As we screamed at the office walls, the management had all run away, I remembered with nostalgia the good all days. In the early 1970s, my parents used to complain bitterly about the Electricity Corporation of Nigeria (ECN). Why is it that on some days, we get electricity for only about twenty hours a day, they would grumble. Dear President Bola Tinubu, if you give us twenty hours a day, I will not grumble. Please Excellency, Bring Back ECN.

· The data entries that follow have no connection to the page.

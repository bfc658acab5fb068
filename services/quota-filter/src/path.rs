use percent_encoding::{percent_decode_str, utf8_percent_encode, AsciiSet, CONTROLS};

/// Characters escaped when a decoded name is placed back into a path segment.
const PATH_SEGMENT: &AsciiSet = &CONTROLS
    .add(b' ')
    .add(b'"')
    .add(b'#')
    .add(b'%')
    .add(b'/')
    .add(b'<')
    .add(b'>')
    .add(b'?')
    .add(b'`')
    .add(b'{')
    .add(b'}');

/// Percent-encode a single account, container or object name.
pub fn encode_segment(segment: &str) -> String {
    utf8_percent_encode(segment, PATH_SEGMENT).to_string()
}

/// Decode a raw path segment, `None` when the result is not UTF-8.
pub fn decode_segment(raw: &str) -> Option<String> {
    percent_decode_str(raw)
        .decode_utf8()
        .ok()
        .map(|s| s.into_owned())
}

#[cfg(test)]
mod tests {
    use super::*;

    #[test]
    fn test_segment_encoding() {
        assert_eq!(encode_segment("my photos/2024"), "my%20photos%2F2024");
        assert_eq!(encode_segment("100%"), "100%25");
        assert_eq!(encode_segment("AUTH_test"), "AUTH_test");
    }

    #[test]
    fn test_segment_decoding() {
        assert_eq!(decode_segment("a%2Fb").as_deref(), Some("a/b"));
        assert_eq!(decode_segment("%ff"), None);
    }
}
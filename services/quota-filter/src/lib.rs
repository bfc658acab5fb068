//! Quota admission filter for an object-storage write path.
//!
//! Container and object PUTs are checked against per-tier limits before they
//! reach the storage proxy. Usage counters come from a TTL cache, falling back
//! to a `HEAD` probe against the same proxy, and any failure to read them lets
//! the write through.

pub mod cache;
pub mod config;
pub mod filter;
pub mod metadata;
pub mod path;
pub mod proxy;
pub mod quota;
pub mod server;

Due to complains of Nigerians, the Government dissolved ECN in 1972 and established the National Electric Power Authority as a professional company that would guaranty power supply 24-hours a day. With NEPA, power supply declined to less than ten hours a day. Bring Back RCN. In 2005 the Power Holding Company was set up as prelude to privatisation which occurred in 2013 and since then we have seen two significant changes. An astronomical collapse of the price of electricity and a near total collapse in its supply.

The real story is the lack of seriousness of the Nigerian State that has been non-challant about electricity supply. The revolutionary leader Vladimir Lenin said it so many years ago that power production is the pathway for placing Russia on the path to development: “Communism is Soviet power plus the electrification of the whole country.” Egypt read the memo, understood it and decided to act in the national interest. They raised their electricity production up by 30,000 MW in six years within the last decade. In that short time frame, Egypt achieved self-sufficiency in electricity since June 2015, and now enjoys an electricity surplus of more than 25 per cent. It also spent far less than what we have spent for no tangible results.

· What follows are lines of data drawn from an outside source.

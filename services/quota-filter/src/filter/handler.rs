use std::sync::Arc;

use http::header::{CONTENT_LENGTH, CONTENT_TYPE};
use http::{HeaderMap, HeaderValue, Request, Response, StatusCode};
use tracing::{debug, info, instrument, warn};

use crate::metadata::{ForwardedAttributes, MetadataResolver};
use crate::proxy::{full, Downstream, ProxyBody, ProxyError};
use crate::quota::{
    evaluate_container_create, evaluate_object_write, QuotaDecision, QuotaViolation, TierLimits,
};

use super::Route;

/// Admission filter in front of the storage write path.
///
/// Container and object PUTs are checked against the account's tier before
/// they reach `downstream`; everything else goes straight through. Any
/// failure to read usage lets the request through.
pub struct QuotaFilter {
    limits: Arc<TierLimits>,
    resolver: MetadataResolver,
    downstream: Arc<dyn Downstream>,
}

impl QuotaFilter {
    pub fn new(
        limits: Arc<TierLimits>,
        resolver: MetadataResolver,
        downstream: Arc<dyn Downstream>,
    ) -> Self {
        Self {
            limits,
            resolver,
            downstream,
        }
    }

    #[instrument(skip(self, req), fields(method = %req.method(), path = %req.uri().path()))]
    pub async fn handle(
        &self,
        req: Request<ProxyBody>,
    ) -> Result<Response<ProxyBody>, ProxyError> {
        let route = Route::classify(req.method(), req.uri().path(), req.headers());

        let decision = self.evaluate(&route, req.headers()).await;
        if let Some(violation) = decision.reason.filter(|_| !decision.allowed) {
            return Ok(reject(&violation));
        }

        self.downstream.call(req).await
    }

    /// Run the quota checks for `route`. Requests that need no check, and
    /// requests whose usage cannot be read, are allowed.
    pub async fn evaluate(&self, route: &Route, headers: &HeaderMap) -> QuotaDecision {
        match route {
            Route::Passthrough => QuotaDecision::allow(),
            Route::ContainerCreate {
                version,
                account,
                container,
            } => {
                let attributes = ForwardedAttributes::from_headers(headers);
                let usage = match self
                    .resolver
                    .resolve_account(&attributes, version, account)
                    .await
                {
                    Ok(resolved) => resolved.usage,
                    Err(err) => {
                        warn!(account = %account, error = %err, "account metadata unavailable, skipping quota check");
                        return QuotaDecision::allow();
                    }
                };

                let decision = evaluate_container_create(&usage, &self.limits);
                if let Some(violation) = &decision.reason {
                    info!(
                        account = %account,
                        container = %container,
                        tier = %usage.tier,
                        container_count = violation.current(),
                        quota = violation.limit(),
                        "container count over quota"
                    );
                }
                decision
            }
            Route::ObjectWrite {
                version,
                account,
                container,
                object,
                size,
            } => {
                let attributes = ForwardedAttributes::from_headers(headers);
                let account_usage = match self
                    .resolver
                    .resolve_account(&attributes, version, account)
                    .await
                {
                    Ok(resolved) => resolved.usage,
                    Err(err) => {
                        warn!(account = %account, error = %err, "account metadata unavailable, skipping quota check");
                        return QuotaDecision::allow();
                    }
                };
                let container_usage = match self
                    .resolver
                    .resolve_container(&attributes, version, account, container)
                    .await
                {
                    Ok(resolved) => resolved.usage,
                    Err(err) => {
                        warn!(
                            account = %account,
                            container = %container,
                            error = %err,
                            "container metadata unavailable, skipping quota check"
                        );
                        return QuotaDecision::allow();
                    }
                };

                let decision =
                    evaluate_object_write(&account_usage, &container_usage, *size, &self.limits);
                match &decision.reason {
                    Some(violation) => info!(
                        account = %account,
                        container = %container,
                        object = %object,
                        tier = %account_usage.tier,
                        dimension = %violation.dimension(),
                        current = violation.current(),
                        quota = violation.limit(),
                        object_size = size,
                        "object write over quota"
                    ),
                    None => debug!(
                        account = %account,
                        container = %container,
                        bytes_used = container_usage.bytes_used,
                        object_count = container_usage.object_count,
                        object_size = size,
                        "object write within quota"
                    ),
                }
                decision
            }
        }
    }
}

fn reject(violation: &QuotaViolation) -> Response<ProxyBody> {
    let mut response = Response::new(full(violation.message()));
    *response.status_mut() = StatusCode::FORBIDDEN;

    let headers = response.headers_mut();
    headers.insert(CONTENT_TYPE, HeaderValue::from_static("text/plain"));
    headers.insert(
        CONTENT_LENGTH,
        HeaderValue::from(violation.message().len()),
    );
    response
}
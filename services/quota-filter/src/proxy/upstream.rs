use super::body::{boxed, ProxyBody};
use super::{Downstream, ProxyError};
use async_trait::async_trait;
use http::{HeaderMap, Request, Response};
use http_body_util::BodyExt;
use hyper::body::Body as _;
use reqwest::{Body, Client};
use std::time::Duration;
use tracing::{debug, info, instrument};

/// Forwards requests to the storage proxy sitting behind the filter.
///
/// The filter is a transparent stage: `Host` and end-to-end headers travel
/// as the caller sent them and bodies are streamed in both directions.
pub struct UpstreamClient {
    http_client: Client,
    upstream_base_url: String,
}

impl UpstreamClient {
    pub fn new(upstream_url: String, connect_timeout: Duration) -> anyhow::Result<Self> {
        let http_client = Client::builder()
            .connect_timeout(connect_timeout)
            .pool_max_idle_per_host(20)
            .build()?;

        Ok(Self {
            http_client,
            upstream_base_url: upstream_url.trim_end_matches('/').to_string(),
        })
    }

    fn sanitize_headers(headers: &HeaderMap) -> HeaderMap {
        let mut sanitized = HeaderMap::new();

        // List of hop-by-hop headers to remove
        const HOP_BY_HOP: &[&str] = &[
            "connection",
            "keep-alive",
            "proxy-authenticate",
            "proxy-authorization",
            "proxy-connection",
            "te",
            "trailer",
            "transfer-encoding",
            "upgrade",
        ];

        for (name, value) in headers.iter() {
            if HOP_BY_HOP.contains(&name.as_str()) {
                continue;
            }
            sanitized.append(name.clone(), value.clone());
        }

        sanitized
    }
}

#[async_trait]
impl Downstream for UpstreamClient {
    #[instrument(skip(self, req), fields(method = %req.method(), path = %req.uri().path()))]
    async fn call(&self, req: Request<ProxyBody>) -> Result<Response<ProxyBody>, ProxyError> {
        let (parts, body) = req.into_parts();

        let path_and_query = parts
            .uri
            .path_and_query()
            .map(|pq| pq.as_str())
            .unwrap_or("/");
        let upstream_url = format!("{}{}", self.upstream_base_url, path_and_query);

        debug!(upstream_url = %upstream_url, "Forwarding request to upstream");

        let mut upstream_req = self
            .http_client
            .request(parts.method.clone(), &upstream_url)
            .headers(Self::sanitize_headers(&parts.headers));

        if !body.is_end_stream() {
            upstream_req = upstream_req.body(Body::wrap_stream(body.into_data_stream()));
        }

        let start = std::time::Instant::now();

        let upstream_response = upstream_req
            .send()
            .await
            .map_err(|e| ProxyError::Upstream(e.to_string()))?;

        let status = upstream_response.status();
        info!(
            status = status.as_u16(),
            latency_ms = start.elapsed().as_millis(),
            "Upstream response received"
        );

        let mut response_builder = Response::builder().status(status);
        for (name, value) in Self::sanitize_headers(upstream_response.headers()).iter() {
            response_builder = response_builder.header(name, value);
        }

        response_builder
            .body(boxed(Body::from(upstream_response)))
            .map_err(|e| ProxyError::InvalidResponse(e.to_string()))
    }
}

Nigerian governments have been promising us the great leap forward in electricity generation and distribution since 1999 but have simply refused to achieve this. Instead, they write fiction. For his eight years in power, President Buhari’s APC administration could not deliver more than 4,000 megawatts of power to consumers and it left after establishing the new tradition of frequent total grid collapse. His predecessors were not better. Let’s start from 2013 when the PDP government assured the nation that it would be producing 20,000 megawatts of electricity by December 2014. The then Minister of Power, Pastor Nebo assured us that we will have 10,000 megawatts produced daily by December 2013 en route to achieving the stated objective.

Going further back, we all remember that on 19th February 2008, the late President Yar’Adua had launched the Presidential Committee on the Accelerated Expansion of Power. He promised Nigeria that 18-months from that date, Nigeria would be producing at least 6,000 MW of power – i.e. by August 2009. Indeed, during the 2007 election campaigns, Obasanjo’s promise to Nigerians was that by December 2007, his National Integrated Power Project (NIPP) projects alone would be producing 6,000 megawatts. Later, President Yar’Adua explained that President Obasanjo forgot to give contracts for the gas to fire the plants, which he promised would be done by August 2009. As these promises claimed, we were on course to enjoying 20,000 megawatts of electricity by December 2010. Should we forget that the late Chief Bola Ige promised us in June 1999 that by 2001, there will be so much electricity produced in Nigeria that those with private generators will be sorry for themselves, as they will not need it and it will have no second-hand value, as no one else would need them. Yes, indeed, writing fiction as policy is an established tradition of government.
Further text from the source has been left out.